For and Against Calvinism 3

For and Against Calvinism 3

Roger Olson’s newest book, Against Calvinism, is a fair-minded description of “mere Calvinism,” a sketch of how this mere Calvinism is not the same or identical with Reformed theology, and is also a critique of mere Calvinism. This book is matched by Michael Horton’s book that defends Calvinism, a book I have not seen. (Horton’s is called For Calvinism.) Olson’s approach is to examine what leading proponents of mere Calvinism actually say.

Roger Olson argues that it is not just Calvinism (or Reformed theology) that believes in God’s sovereignty, and he is arguing that some in today’s versions of Calvinism think they (and they alone) actually believe in divine sovereignty. Not so, so do Arminians. (But Olson’s not offering an Arminian theology.)

How can one believe in “meticulous providence” and not make God culpable of sin and evil? Does God control all in the sense of determining all? Concretely: Does God determine that children suffer with cancer or that a sexual maniac rape a young child? How is God extricated from causation in such matters for those who affirm meticulous providence/determinism?

The issue here is “meticulous providence,” that God ordains, determines and brings about everything. He begins with Zwingli, a notable influence on Calvin in this subject, then to Calvin, then Edwards, then Sproul, then Boettner, then Paul Helm and finally Piper. There are nuanced differences here, and you can go to the book for the details. Olson sums it up with this:

In high Calvinism, God’s sovereignty in his providence means that everything down to the minutest details  of history and individual lives, including persons’ thoughts and actions, are foreordained and rendered certain by God. Even evil thoughts and actions are planned and brought about such that God ‘sees to it’ that they happen to carry out his will. Nothing at all, whatever, falls outside God’s predestining plan and activity.

Yet, God is not stained by the evil that creatures do even though he renders it certain…

God renders sin and evil certain not by coercing or forcing people to do them by withdrawing or withholding that divine influence that they would need not to sin and do evil.

Olson then responds to the problem of God’s reputation and to the problem of human freedom and divine responsibility.

Big point: “Calvinists affirm God’s perfect goodness and love, but their belief in meticulous providence and absolute, all-determining sovereignty (determinism) undermines what they say.” In other words, this “makes God the author of sin, evil and innocent suffering…”. Of course, mere Calvinists deny this by nuancing what “author” means, but in the end Olson is convinced (so am I) that the emphasis on sovereignty implicates God in evil. That is, what “goodness” means when applied to God loses its shape to what we know to be true about goodness, and we knows this from the Incarnation itself.

One of the major issues is the meaning of permission. God permits but does not cause, etc.. Olson: “Who would believe that a teacher who withholds the information students need to pass a course merely permitted them to fail?… And what if the teacher argued that he or she actually planned and rendered the students’ failure certain for a good reason — to uphold academic standards and show a great teacher he or she is by demonstrating how necessary his or her information is for students to pass? Would not these admissions only deepen everyone’s conviction that the teacher is morally and professionally wrong?” (85).

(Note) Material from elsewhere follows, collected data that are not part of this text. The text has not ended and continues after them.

//! Static schema table for known resource kinds.
//!
//! Each kind tag maps to a schema describing which property keys are
//! immutable. A change to an immutable key cannot be applied in place and
//! forces a replacement (delete-then-create).

/// Schema for a single resource kind.
#[derive(Debug, Clone, Copy)]
pub struct ResourceSchema {
    /// The kind tag.
    pub kind: &'static str,
    /// Property keys the provider cannot change in place.
    pub immutable: &'static [&'static str],
}

/// Known resource kinds and their immutable property keys.
pub const SCHEMAS: &[ResourceSchema] = &[
    ResourceSchema {
        kind: "network",
        immutable: &["cidr", "max_azs"],
    },
    ResourceSchema {
        kind: "static-address",
        immutable: &[],
    },
    ResourceSchema {
        kind: "security-group",
        immutable: &["network"],
    },
    ResourceSchema {
        kind: "secret",
        immutable: &["template", "generate_key"],
    },
    ResourceSchema {
        kind: "managed-database",
        immutable: &["engine", "network", "storage_encrypted", "database_name"],
    },
    ResourceSchema {
        kind: "container-cluster",
        immutable: &["network"],
    },
    ResourceSchema {
        kind: "compute-service",
        immutable: &["network", "cluster"],
    },
    ResourceSchema {
        kind: "load-balancer",
        immutable: &["network", "scheme"],
    },
    ResourceSchema {
        kind: "load-balancer-listener",
        immutable: &["load_balancer", "port"],
    },
    ResourceSchema {
        kind: "access-host",
        immutable: &["network"],
    },
];

/// Looks up the schema for a kind tag.
#[must_use]
pub fn lookup(kind: &str) -> Option<&'static ResourceSchema> {
    SCHEMAS.iter().find(|s| s.kind == kind)
}

/// Returns true if the given property key is immutable for the kind.
///
/// Unknown kinds report every key as mutable; the validator rejects unknown
/// kinds before planning.
#[must_use]
pub fn is_immutable(kind: &str, key: &str) -> bool {
    lookup(kind).is_some_and(|s| s.immutable.contains(&key))
}
#[cfg(test)]
mod tests {
    use super::*;
    use crate::state::ResourceRecord;

    fn decl(name: &str, kind: &str, props: serde_json::Value) -> ResourceDecl {
        serde_json::from_value(serde_json::json!({
            "name": name,
            "kind": kind,
            "properties": props,
        }))
        .expect("should deserialize")
    }

    fn decls(list: Vec<ResourceDecl>) -> BTreeMap<String, ResourceDecl> {
        list.into_iter().map(|d| (d.name.clone(), d)).collect()
    }

    /// Builds a record as if `decl` had been applied successfully.
    fn applied(decl: &ResourceDecl, physical_id: &str) -> ResourceRecord {
        let hasher = DeclHasher::new();
        let mut record = ResourceRecord::new(
            &decl.name,
            &decl.kind,
            physical_id,
            &hasher.hash_decl(decl),
        );
        record.properties = decl.properties.clone();
        record.depends_on = decl.dependency_names().expect("deps");
        record
    }

    fn applied_state(decls: &BTreeMap<String, ResourceDecl>) -> DeploymentUnitState {
        let mut state = DeploymentUnitState::new("test", "dev");
        for (i, decl) in decls.values().enumerate() {
            state.set_record(applied(decl, &format!("{}-{i}", decl.kind)));
        }
        state
    }

    fn action_names(plan: &Plan) -> Vec<(ActionType, &str)> {
        plan.actions
            .iter()
            .map(|a| (a.action_type, a.name.as_str()))
            .collect()
    }

    fn topology() -> BTreeMap<String, ResourceDecl> {
        decls(vec![
            decl("vpc", "network", serde_json::json!({ "cidr": "10.0.0.0/16" })),
            decl(
                "db",
                "managed-database",
                serde_json::json!({ "engine": "postgres-17", "network": "${vpc.id}" }),
            ),
            decl(
                "svc",
                "compute-service",
                serde_json::json!({
                    "image": "n8nio/n8n:latest",
                    "network": "${vpc.id}",
                    "database": "${db.address}",
                }),
            ),
        ])
    }

    #[test]
    fn test_fresh_plan_is_all_creates_in_dependency_order() {
        let decls = topology();
        let graph = DependencyGraph::build(&decls).expect("graph");
        let state = DeploymentUnitState::new("test", "dev");

        let plan = DiffEngine::new()
            .plan(&decls, &graph, &state, "hash")
            .expect("plan");

        assert_eq!(
            action_names(&plan),
            vec![
                (ActionType::Create, "vpc"),
                (ActionType::Create, "db"),
                (ActionType::Create, "svc"),
            ]
        );
        assert!(plan.unchanged.is_empty());
    }

    #[test]
    fn test_replan_of_applied_state_is_noop() {
        let decls = topology();
        let graph = DependencyGraph::build(&decls).expect("graph");
        let state = applied_state(&decls);

        let plan = DiffEngine::new()
            .plan(&decls, &graph, &state, "hash")
            .expect("plan");

        assert!(plan.is_empty());
        assert_eq!(plan.unchanged.len(), 3);
    }

    #[test]
    fn test_mutable_change_plans_update_only() {
        let mut decls = topology();
        let graph = DependencyGraph::build(&decls).expect("graph");
        let state = applied_state(&decls);

        let svc = decls.get_mut("svc").expect("svc");
        svc.properties.insert(
            String::from("image"),
            serde_json::Value::String(String::from("n8nio/n8n:1.2")),
        );

        let plan = DiffEngine::new()
            .plan(&decls, &graph, &state, "hash")
            .expect("plan");

        assert_eq!(action_names(&plan), vec![(ActionType::Update, "svc")]);
        let action = &plan.actions[0];
        assert_eq!(action.changes.len(), 1);
        assert_eq!(action.changes[0].key, "image");
        assert!(!action.part_of_replacement);
    }

    #[test]
    fn test_immutable_change_plans_replacement() {
        let mut decls = decls(vec![decl(
            "vpc",
            "network",
            serde_json::json!({ "cidr": "10.0.0.0/16" }),
        )]);
        let state = applied_state(&decls);

        let vpc = decls.get_mut("vpc").expect("vpc");
        vpc.properties.insert(
            String::from("cidr"),
            serde_json::Value::String(String::from("10.1.0.0/16")),
        );
        let graph = DependencyGraph::build(&decls).expect("graph");

        let plan = DiffEngine::new()
            .plan(&decls, &graph, &state, "hash")
            .expect("plan");

        assert_eq!(
            action_names(&plan),
            vec![(ActionType::Delete, "vpc"), (ActionType::Create, "vpc")]
        );
        assert!(plan.actions.iter().all(|a| a.part_of_replacement));
    }

    #[test]
    fn test_replacement_cascades_through_immutable_references() {
        // sg references vpc under its immutable "network" key; replacing
        // vpc must replace sg too, with deletes in reverse order.
        let mut decls = decls(vec![
            decl("vpc", "network", serde_json::json!({ "cidr": "10.0.0.0/16" })),
            decl(
                "sg",
                "security-group",
                serde_json::json!({ "network": "${vpc.id}" }),
            ),
        ]);
        let state = applied_state(&decls);

        let vpc = decls.get_mut("vpc").expect("vpc");
        vpc.properties.insert(
            String::from("cidr"),
            serde_json::Value::String(String::from("10.1.0.0/16")),
        );
        let graph = DependencyGraph::build(&decls).expect("graph");

        let plan = DiffEngine::new()
            .plan(&decls, &graph, &state, "hash")
            .expect("plan");

        assert_eq!(
            action_names(&plan),
            vec![
                (ActionType::Delete, "sg"),
                (ActionType::Delete, "vpc"),
                (ActionType::Create, "vpc"),
                (ActionType::Create, "sg"),
            ]
        );
    }

    #[test]
    fn test_replacement_repoints_mutable_dependents() {
        // svc references db under the mutable "database" key; replacing db
        // downgrades to an update of svc, not a replacement.
        let mut decls = topology();
        let state = applied_state(&decls);

        let db = decls.get_mut("db").expect("db");
        db.properties.insert(
            String::from("engine"),
            serde_json::Value::String(String::from("postgres-18")),
        );
        let graph = DependencyGraph::build(&decls).expect("graph");

        let plan = DiffEngine::new()
            .plan(&decls, &graph, &state, "hash")
            .expect("plan");

        assert_eq!(
            action_names(&plan),
            vec![
                (ActionType::Delete, "db"),
                (ActionType::Create, "db"),
                (ActionType::Update, "svc"),
            ]
        );
    }

    #[test]
    fn test_unstabilized_record_is_replaced() {
        let decls = decls(vec![decl(
            "vpc",
            "network",
            serde_json::json!({ "cidr": "10.0.0.0/16" }),
        )]);
        let graph = DependencyGraph::build(&decls).expect("graph");
        let mut state = applied_state(&decls);
        state.records.get_mut("vpc").expect("vpc").stabilized = false;

        let plan = DiffEngine::new()
            .plan(&decls, &graph, &state, "hash")
            .expect("plan");

        assert_eq!(
            action_names(&plan),
            vec![(ActionType::Delete, "vpc"), (ActionType::Create, "vpc")]
        );
        assert!(plan.unchanged.is_empty());
    }

    #[test]
    fn test_removed_resources_deleted_in_reverse_order() {
        let decls_applied = topology();
        let state = applied_state(&decls_applied);

        let empty = BTreeMap::new();
        let graph = DependencyGraph::build(&empty).expect("graph");

        let plan = DiffEngine::new()
            .plan(&empty, &graph, &state, "hash")
            .expect("plan");

        assert_eq!(
            action_names(&plan),
            vec![
                (ActionType::Delete, "svc"),
                (ActionType::Delete, "db"),
                (ActionType::Delete, "vpc"),
            ]
        );
        assert!(plan.actions.iter().all(|a| !a.part_of_replacement));
    }

    #[test]
    fn test_plan_is_deterministic() {
        let mut decls = topology();
        let state = applied_state(&decls);
        let svc = decls.get_mut("svc").expect("svc");
        svc.properties.insert(
            String::from("image"),
            serde_json::Value::String(String::from("n8nio/n8n:1.2")),
        );
        let graph = DependencyGraph::build(&decls).expect("graph");

        let engine = DiffEngine::new();
        let first = engine.plan(&decls, &graph, &state, "hash").expect("plan");
        let second = engine.plan(&decls, &graph, &state, "hash").expect("plan");

        assert_eq!(action_names(&first), action_names(&second));
        assert_eq!(first.unchanged, second.unchanged);
    }
}
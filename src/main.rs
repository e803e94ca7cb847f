//! Stratus CLI entrypoint.
//!
//! This is the main entrypoint for the stratus command-line tool.

use std::collections::BTreeMap;
use std::io::Write;
use std::path::PathBuf;
use std::process::ExitCode;
use std::time::Duration;

use stratus::cli::{Cli, Commands, OutputFormatter, StateCommands};
use stratus::config::{find_config_file, ConfigParser, ConfigValidator, ResourceDecl};
use stratus::error::Result;
use stratus::graph::DependencyGraph;
use stratus::planner::{DiffEngine, Executor, Plan};
use stratus::provider::ProviderRegistry;
use stratus::state::{DeploymentUnitState, LocalStateStore, StateStore};
use stratus::{DeclHasher, DeployConfig};

use tracing::{debug, info};
use tracing_subscriber::EnvFilter;

/// Main entrypoint.
fn main() -> ExitCode {
    let cli = Cli::parse_args();

    // Initialize logging
    init_logging(cli.verbose);

    // Run async runtime
    let runtime = match tokio::runtime::Runtime::new() {
        Ok(rt) => rt,
        Err(e) => {
            eprintln!("Failed to create async runtime: {e}");
            return ExitCode::FAILURE;
        }
    };

    match runtime.block_on(run(cli)) {
        Ok(()) => ExitCode::SUCCESS,
        Err(e) => {
            eprintln!("Error: {e}");
            ExitCode::FAILURE
        }
    }
}

/// Initializes the logging system.
fn init_logging(verbose: bool) {
    let filter = if verbose {
        EnvFilter::new("debug")
    } else {
        EnvFilter::new("info")
    };

    tracing_subscriber::fmt()
        .with_env_filter(filter)
        .with_target(false)
        .init();
}

/// Main async entry point.
async fn run(cli: Cli) -> Result<()> {
    let formatter = OutputFormatter::new(cli.output);

    match cli.command {
        Commands::Init { path, force } => cmd_init(&path, force),
        Commands::Validate { warnings } => cmd_validate(cli.config.as_ref(), warnings),
        Commands::Plan { detailed } => cmd_plan(cli.config.as_ref(), detailed, &formatter).await,
        Commands::Apply { yes } => cmd_apply(cli.config.as_ref(), yes, &formatter).await,
        Commands::Destroy { yes } => cmd_destroy(cli.config.as_ref(), yes, &formatter).await,
        Commands::Graph => cmd_graph(cli.config.as_ref(), &formatter),
        Commands::Outputs { name } => {
            cmd_outputs(cli.config.as_ref(), name.as_deref(), &formatter).await
        }
        Commands::State { command } => cmd_state(cli.config.as_ref(), command, &formatter).await,
    }
}

/// Initialize a new project.
fn cmd_init(path: &PathBuf, force: bool) -> Result<()> {
    info!("Initializing new Stratus project in: {}", path.display());

    let config_path = path.join("stratus.deploy.yaml");
    let env_path = path.join(".env.example");
    let gitignore_path = path.join(".gitignore");

    if !force && config_path.exists() {
        eprintln!("Configuration file already exists: {}", config_path.display());
        eprintln!("Use --force to overwrite.");
        return Ok(());
    }

    if !path.exists() {
        std::fs::create_dir_all(path)?;
    }

    let config_template = include_str!("../templates/stratus.deploy.yaml");
    std::fs::write(&config_path, config_template)?;
    eprintln!("Created: {}", config_path.display());

    let env_template = include_str!("../templates/.env.example");
    std::fs::write(&env_path, env_template)?;
    eprintln!("Created: {}", env_path.display());

    let gitignore_content = ".env\n.stratus/\n";
    if gitignore_path.exists() {
        let existing = std::fs::read_to_string(&gitignore_path)?;
        if !existing.contains(".env") || !existing.contains(".stratus") {
            let mut file = std::fs::OpenOptions::new()
                .append(true)
                .open(&gitignore_path)?;
            writeln!(file, "\n# Stratus")?;
            if !existing.contains(".env") {
                writeln!(file, ".env")?;
            }
            if !existing.contains(".stratus") {
                writeln!(file, ".stratus/")?;
            }
            eprintln!("Updated: {}", gitignore_path.display());
        }
    } else {
        std::fs::write(&gitignore_path, gitignore_content)?;
        eprintln!("Created: {}", gitignore_path.display());
    }

    eprintln!("\nProject initialized successfully!");
    eprintln!("Next steps:");
    eprintln!("  1. Copy .env.example to .env and fill in your provider token");
    eprintln!("  2. Edit stratus.deploy.yaml with your resource declarations");
    eprintln!("  3. Run 'stratus validate' to check your configuration");
    eprintln!("  4. Run 'stratus plan' to see what will be provisioned");
    eprintln!("  5. Run 'stratus apply' to provision your resources");

    Ok(())
}

/// Validate configuration.
fn cmd_validate(config_path: Option<&PathBuf>, show_warnings: bool) -> Result<()> {
    let (config, config_file) = load_config(config_path)?;
    info!("Validating configuration: {}", config_file.display());

    let validator = ConfigValidator::new();
    let result = validator.validate(&config)?;

    if result.is_valid() {
        eprintln!("Configuration is valid!");
        if show_warnings && !result.warnings.is_empty() {
            eprintln!("\nWarnings:");
            for warning in &result.warnings {
                eprintln!("  - {warning}");
            }
        }
    }

    // Ordering problems surface here too, before anything reaches a provider
    let decls = config.declarations();
    let graph = DependencyGraph::build(&decls)?;

    eprintln!("\nConfiguration summary:");
    eprintln!("  Project: {}", config.project.name);
    eprintln!("  Environment: {}", config.project.environment);
    eprintln!("  Resources: {}", config.resources.len());
    eprintln!("  Parameters: {}", config.parameters.len());
    eprintln!("  Order: {}", graph.topo_order().join(" -> "));

    Ok(())
}

/// Show provisioning plan.
async fn cmd_plan(
    config_path: Option<&PathBuf>,
    detailed: bool,
    formatter: &OutputFormatter,
) -> Result<()> {
    let (config, state_store) = load_config_and_state(config_path)?;

    let state = state_store
        .load()
        .await?
        .unwrap_or_else(|| DeploymentUnitState::new(&config.project.name, &config.project.environment));

    let (_decls, plan) = plan_for(&config, &state)?;

    let output = formatter.format_plan(&plan, detailed);
    eprintln!("{output}");

    Ok(())
}

/// Apply the provisioning plan.
async fn cmd_apply(
    config_path: Option<&PathBuf>,
    auto_approve: bool,
    formatter: &OutputFormatter,
) -> Result<()> {
    let (config, state_store) = load_config_and_state(config_path)?;

    let mut state = state_store
        .load()
        .await?
        .unwrap_or_else(|| DeploymentUnitState::new(&config.project.name, &config.project.environment));

    let (decls, plan) = plan_for(&config, &state)?;

    if plan.is_empty() {
        eprintln!("No changes to apply.");
        return Ok(());
    }

    let output = formatter.format_plan(&plan, false);
    eprintln!("{output}");

    if !auto_approve && !confirm("Do you want to apply this plan? [y/N]: ", "y")? {
        eprintln!("Apply cancelled.");
        return Ok(());
    }

    let token = ConfigParser::get_provider_token()?;
    let registry = ProviderRegistry::http(&config.provider, &token)?;

    let lock = state_store.acquire_lock("").await?;
    let executor = Executor::new(&registry, &decls, &config.parameters)
        .with_timing(
            Duration::from_secs(config.provider.poll_interval_secs),
            Duration::from_secs(config.provider.stabilize_timeout_secs),
        )
        .with_lock(&lock.lock_id);
    install_cancel_handler(&executor);

    let result = executor.execute(&plan, &mut state, &state_store).await;
    state_store.release_lock(&lock.lock_id).await?;
    let report = result?;

    eprintln!("{}", formatter.format_report(&report));
    Ok(())
}

/// Tear down every provisioned resource.
async fn cmd_destroy(
    config_path: Option<&PathBuf>,
    auto_approve: bool,
    formatter: &OutputFormatter,
) -> Result<()> {
    let (config, state_store) = load_config_and_state(config_path)?;

    let Some(mut state) = state_store.load().await? else {
        eprintln!("No state found, nothing to destroy.");
        return Ok(());
    };

    if state.records.is_empty() {
        eprintln!("No resources to destroy.");
        return Ok(());
    }

    // An empty declaration set plans a delete for every recorded resource.
    let empty: BTreeMap<String, ResourceDecl> = BTreeMap::new();
    let graph = DependencyGraph::build(&empty)?;
    let plan = DiffEngine::new().plan(&empty, &graph, &state, "")?;

    let output = formatter.format_plan(&plan, false);
    eprintln!("{output}");

    if !auto_approve
        && !confirm(
            "\nThis action is IRREVERSIBLE. Type 'destroy' to confirm: ",
            "destroy",
        )?
    {
        eprintln!("Destruction cancelled.");
        return Ok(());
    }

    let token = ConfigParser::get_provider_token()?;
    let registry = ProviderRegistry::http(&config.provider, &token)?;

    let lock = state_store.acquire_lock("").await?;
    let executor = Executor::new(&registry, &empty, &config.parameters)
        .with_timing(
            Duration::from_secs(config.provider.poll_interval_secs),
            Duration::from_secs(config.provider.stabilize_timeout_secs),
        )
        .with_lock(&lock.lock_id);
    install_cancel_handler(&executor);

    let result = executor.execute(&plan, &mut state, &state_store).await;
    state_store.release_lock(&lock.lock_id).await?;
    let report = result?;

    eprintln!("{}", formatter.format_report(&report));

    if report.is_success() && state.records.is_empty() {
        state_store.delete().await?;
        eprintln!("All resources destroyed.");
    }

    Ok(())
}

/// Show the dependency graph.
fn cmd_graph(config_path: Option<&PathBuf>, formatter: &OutputFormatter) -> Result<()> {
    let (config, _config_file) = load_config(config_path)?;

    let decls = config.declarations();
    let graph = DependencyGraph::build(&decls)?;

    eprintln!("{}", formatter.format_graph(&graph));
    Ok(())
}

/// Show output attributes of provisioned resources.
async fn cmd_outputs(
    config_path: Option<&PathBuf>,
    name: Option<&str>,
    formatter: &OutputFormatter,
) -> Result<()> {
    let (_config, state_store) = load_config_and_state(config_path)?;

    let Some(state) = state_store.load().await? else {
        eprintln!("No state found.");
        return Ok(());
    };

    eprintln!("{}", formatter.format_outputs(&state, name));
    Ok(())
}

/// State management commands.
async fn cmd_state(
    config_path: Option<&PathBuf>,
    command: StateCommands,
    formatter: &OutputFormatter,
) -> Result<()> {
    let (_config, state_store) = load_config_and_state(config_path)?;

    match command {
        StateCommands::Show => {
            if let Some(state) = state_store.load().await? {
                eprintln!("{}", formatter.format_state(&state));
            } else {
                eprintln!("No state found.");
            }
        }
        StateCommands::Lock { holder } => {
            let holder_str = holder.as_deref().unwrap_or("");
            let lock = state_store.acquire_lock(holder_str).await?;
            eprintln!("State locked: {}", lock.lock_id);
        }
        StateCommands::Unlock { lock_id, force } => {
            if force {
                if let Some(lock_info) = state_store.get_lock_info().await? {
                    state_store.release_lock(&lock_info.lock_id).await?;
                    eprintln!("State forcefully unlocked.");
                }
            } else if let Some(id) = lock_id {
                state_store.release_lock(&id).await?;
                eprintln!("State unlocked.");
            } else {
                eprintln!("Please provide --lock-id or use --force");
            }
        }
    }

    Ok(())
}

// ============================================================================
// Helper Functions
// ============================================================================

/// Resolves the configuration file path.
fn resolve_config_path(config_path: Option<&PathBuf>) -> Result<PathBuf> {
    config_path.map_or_else(|| find_config_file("."), |path| Ok(path.clone()))
}

/// Loads and parses the configuration, with `.env` and environment
/// overrides applied.
fn load_config(config_path: Option<&PathBuf>) -> Result<(DeployConfig, PathBuf)> {
    let config_file = resolve_config_path(config_path)?;
    debug!("Loading configuration from: {}", config_file.display());

    let parser = ConfigParser::new().with_base_path(
        config_file
            .parent()
            .unwrap_or_else(|| std::path::Path::new(".")),
    );
    parser.load_dotenv()?;

    let config = parser.load_with_env(&config_file)?;
    Ok((config, config_file))
}

/// Loads configuration and creates the state store next to it.
fn load_config_and_state(
    config_path: Option<&PathBuf>,
) -> Result<(DeployConfig, Box<dyn StateStore>)> {
    let (config, config_file) = load_config(config_path)?;

    let validator = ConfigValidator::new();
    validator.validate(&config)?;

    let state_dir = config.state.path.as_ref().map_or_else(
        || {
            config_file
                .parent()
                .unwrap_or_else(|| std::path::Path::new("."))
                .join(".stratus")
        },
        PathBuf::from,
    );
    let state_store: Box<dyn StateStore> = Box::new(LocalStateStore::with_base_dir(state_dir));

    Ok((config, state_store))
}

/// Builds the declaration map, dependency graph, and plan for a run.
fn plan_for(
    config: &DeployConfig,
    state: &DeploymentUnitState,
) -> Result<(BTreeMap<String, ResourceDecl>, Plan)> {
    let decls = config.declarations();
    let graph = DependencyGraph::build(&decls)?;
    let config_hash = DeclHasher::new().hash_config(config);
    let plan = DiffEngine::new().plan(&decls, &graph, state, &config_hash)?;
    Ok((decls, plan))
}

/// Prompts on stderr and compares the trimmed reply against `expected`
/// (case-insensitively).
fn confirm(prompt: &str, expected: &str) -> Result<bool> {
    eprint!("{prompt}");
    std::io::stderr().flush()?;

    let mut input = String::new();
    std::io::stdin().read_line(&mut input)?;

    Ok(input.trim().eq_ignore_ascii_case(expected))
}

/// Sets the executor's cancel flag on Ctrl-C, letting the in-flight action
/// finish and commit before the run stops.
fn install_cancel_handler(executor: &Executor<'_>) {
    let cancel = executor.cancel_flag();
    tokio::spawn(async move {
        if tokio::signal::ctrl_c().await.is_ok() {
            eprintln!("\nCancellation requested, finishing the current action...");
            cancel.store(true, std::sync::atomic::Ordering::SeqCst);
        }
    });
}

And he presses with others that the Calvinist notion of permission weakens its already-stated conviction about God’s sovereignty. Where, for instance, did the desire for sin come from if not God — if God is deterninative?

Olson also questions the freedom of God. He wonders aloud if the statement that all is for God’s glory ultimately makes God somewhat dependent on God’s creation and creatures. Olson contends that it is only by a sheer act of will that leads mere Calvinists to believe in the incoherence of these matters. That is, you can believe God is good and not involved in sin but the view of sovereignty is incoherent with goodness.

Olson’s book is not a defense of Arminianism but he contends this can all be resolved by a sovereign God who sovereignly self-limits himself. God permits because God chooses to grant humans the kind of freedom that God does not deny. God has a perfect will — what God wants for all — and a consequent will — what God wants in light of human rebellion. God is now allowing his sovereignty to be challenged.